Анита оправдала мои ожидания:
— Наверняка были, но он всегда предпочитал иметь дело с бизнесменами в области торговли, банковской сферы и с крупными монополистами. В общем, там, где делаются большие деньги.
— Вот я и говорю — средства массовой информации. К тому же это ещё и власть, не только большие деньги.
— А что? — немедленно поинтересовалась опытная журналистка.
Я тяжело вздохнула:
— Да так, ничего особенного. Ты всколыхнула было во мне надежды, но тогда уж это можно бы считать просто чудом…
Подруга одёрнула меня:
— Вот именно, не стоит требовать от жизни слишком многого. Всезнающий Стефан ещё помогал людям в получении кредитов — как банковских, так и всяких прочих, тоже услуга немаловажная. Как видишь, натура широкая, действовал на всех фронтах. Одни его отгоняли, другие, наоборот, гонялись за ним. Почему отгоняли? Да просто, зная его профессию, человек боялся, как бы паршивец не разнюхал чего не следует. Ну а гонялись, чтобы купить нужные сведения. Дорого продавал их, подонок… хотя о покойниках не следует так выражаться. Сам лично он шантажом не занимался, труслив был по натуре. Но вот источником всяческих тайн был уникальным, тут следует отдать ему должное. И знаешь, я, кажется, догадываюсь, почему он перекрасился… ну, сменил имя-фамилию.

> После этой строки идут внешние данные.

use crate::errors::InterposerError;
use crate::logging::Level;
use serde::{Deserialize, Serialize};
use std::collections::BTreeMap;
use std::path::{Path, PathBuf};

pub const DEFAULT_LOG_PREFIX: &str = "TAPE: ";

/// Log categories and the subcategories each one accepts.
const LOG_CATEGORIES: [(&str, [&str; 2]); 5] = [
    ("fileio", ["open", "close"]),
    ("wrappr", ["call", "wrap"]),
    ("except", ["playback", "recorded"]),
    ("params", ["playback", "recorded"]),
    ("result", ["playback", "recorded"]),
];

pub type LogLevels = BTreeMap<String, BTreeMap<String, Level>>;

#[derive(Debug, Clone, Serialize, Deserialize, PartialEq, Eq, Default)]
pub struct InterposerConfig {
    pub logging: LoggingConfig,
    pub debug: DebugConfig,
}

#[derive(Debug, Clone, Serialize, Deserialize, PartialEq, Eq)]
pub struct LoggingConfig {
    pub prefix: String,
    pub min_level: Level,
    pub levels: LogLevels,
}

#[derive(Debug, Clone, Serialize, Deserialize, PartialEq, Eq, Default)]
pub struct DebugConfig {
    /// Where to write each hashed call identity, for diffing lookup misses.
    pub calls_dir: Option<PathBuf>,
}

impl Default for LoggingConfig {
    fn default() -> Self {
        Self {
            prefix: DEFAULT_LOG_PREFIX.to_string(),
            min_level: Level::Debug,
            levels: default_log_levels(),
        }
    }
}

impl LoggingConfig {
    /// Severity for a category/subcategory pair; unmapped pairs log at debug.
    pub fn level_for(&self, category: &str, subcategory: &str) -> Level {
        self.levels
            .get(category)
            .and_then(|subs| subs.get(subcategory))
            .copied()
            .unwrap_or(Level::Debug)
    }

    pub fn enabled(&self, level: Level) -> bool {
        level >= self.min_level
    }
}

pub fn default_log_levels() -> LogLevels {
    LOG_CATEGORIES
        .iter()
        .map(|(category, subs)| {
            let level = if *category == "fileio" {
                Level::Info
            } else {
                Level::Debug
            };
            let subs = subs
                .iter()
                .map(|sub| (sub.to_string(), level))
                .collect::<BTreeMap<_, _>>();
            (category.to_string(), subs)
        })
        .collect()
}

#[derive(Debug, Clone, Serialize, Deserialize, Default)]
struct PartialInterposerConfig {
    logging: Option<PartialLoggingConfig>,
    debug: Option<PartialDebugConfig>,
}

#[derive(Debug, Clone, Serialize, Deserialize, Default)]
struct PartialLoggingConfig {
    prefix: Option<String>,
    min_level: Option<Level>,
    levels: Option<LogLevels>,
}

#[derive(Debug, Clone, Serialize, Deserialize, Default)]
struct PartialDebugConfig {
    calls_dir: Option<PathBuf>,
}

/// Defaults, overlaid with the TOML file at `path` when one is given.
pub fn load_config(path: Option<&Path>) -> Result<InterposerConfig, InterposerError> {
    match path {
        Some(path) => {
            let contents =
                std::fs::read_to_string(path).map_err(|e| InterposerError::Io(e.to_string()))?;
            parse_config(&contents)
        }
        None => Ok(InterposerConfig::default()),
    }
}

pub fn parse_config(contents: &str) -> Result<InterposerConfig, InterposerError> {
    let partial: PartialInterposerConfig =
        toml::from_str(contents).map_err(|e| InterposerError::ConfigParse(e.to_string()))?;
    let mut cfg = InterposerConfig::default();
    merge_partial_config(&mut cfg, partial);
    validate_config(&cfg)?;
    Ok(cfg)
}

fn merge_partial_config(cfg: &mut InterposerConfig, partial: PartialInterposerConfig) {
    if let Some(logging) = partial.logging {
        if let Some(prefix) = logging.prefix {
            cfg.logging.prefix = prefix;
        }
        if let Some(min_level) = logging.min_level {
            cfg.logging.min_level = min_level;
        }
        if let Some(levels) = logging.levels {
            for (category, subs) in levels {
                let entry = cfg.logging.levels.entry(category).or_default();
                for (sub, level) in subs {
                    entry.insert(sub, level);
                }
            }
        }
    }

    if let Some(debug) = partial.debug {
        if let Some(calls_dir) = debug.calls_dir {
            cfg.debug.calls_dir = Some(calls_dir);
        }
    }
}

fn validate_config(cfg: &InterposerConfig) -> Result<(), InterposerError> {
    for (category, subs) in &cfg.logging.levels {
        let Some((_, known)) = LOG_CATEGORIES.iter().find(|(name, _)| *name == category.as_str()) else {
            return Err(InterposerError::InvalidConfig(format!(
                "unknown log category `{category}`"
            )));
        };
        if let Some(sub) = subs.keys().find(|sub| !known.contains(&sub.as_str())) {
            return Err(InterposerError::InvalidConfig(format!(
                "unknown log subcategory `{category}.{sub}`"
            )));
        }
    }
    Ok(())
}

Как назло, в этот момент я малость отвлеклась и не спросила почему. В голове настолько прочно засел проклятый сценарий, что я принялась прикидывать, как в него впишется сей колоритный персонаж. Да что там раздумывать! Второй из наших трупов запросто может быть из отряда вынюхивающих.
Анита вдруг спохватилась:
— Да, чуть не забыла. У тебя наверняка должен быть телефон фирмы, которая специализируется на лечении травами. Насколько я тебя знаю… ведь всегда ты этим интересовалась.
— Есть, конечно, и даже помню где, совсем недавно им звонила. Минутку, подожди, положу трубку, у меня только одна рука свободная… холера…
Отложив трубку, вытащила большую целлофановую сумку, в которой держала все свои медицинские принадлежности, лекарства, рецепты и прочие бебехи, вытряхнула содержимое сумки на софу и вмиг отыскала нужную бумажку. Схватила трубку и, очень гордая собой, назвала подруге требуемый телефон, думаю, поразив её до глубины души такой оперативностью. Она поблагодарила, сообщила, что на днях отбывает в Италию по делам службы, и отключилась.
Уже не торопясь, я тщательно пособирала с софы все медицинские причиндалы, затолкала их в торбу и сунула её на место.
Вспомнила — мне же кто-то домофонил, но в дверь так и не позвонил. Опять, должно быть, ошибка. И ещё что-то я должна была сделать, кажется, в кухне. Отправилась туда. Ну конечно, не захлопнула как следует дверцу холодильника, а на самом холодильнике неизвестно почему лежал мой большой калькулятор, которому там совсем не место.
Захлопнув холодильник и прихватив калькулятор, я вернулась в комнату и уселась за компьютер: надо же по горячим следам записать все, что пришло в голову во время разговора с Анитой. На всякий случай.
А потом со спокойной совестью отправилась спать.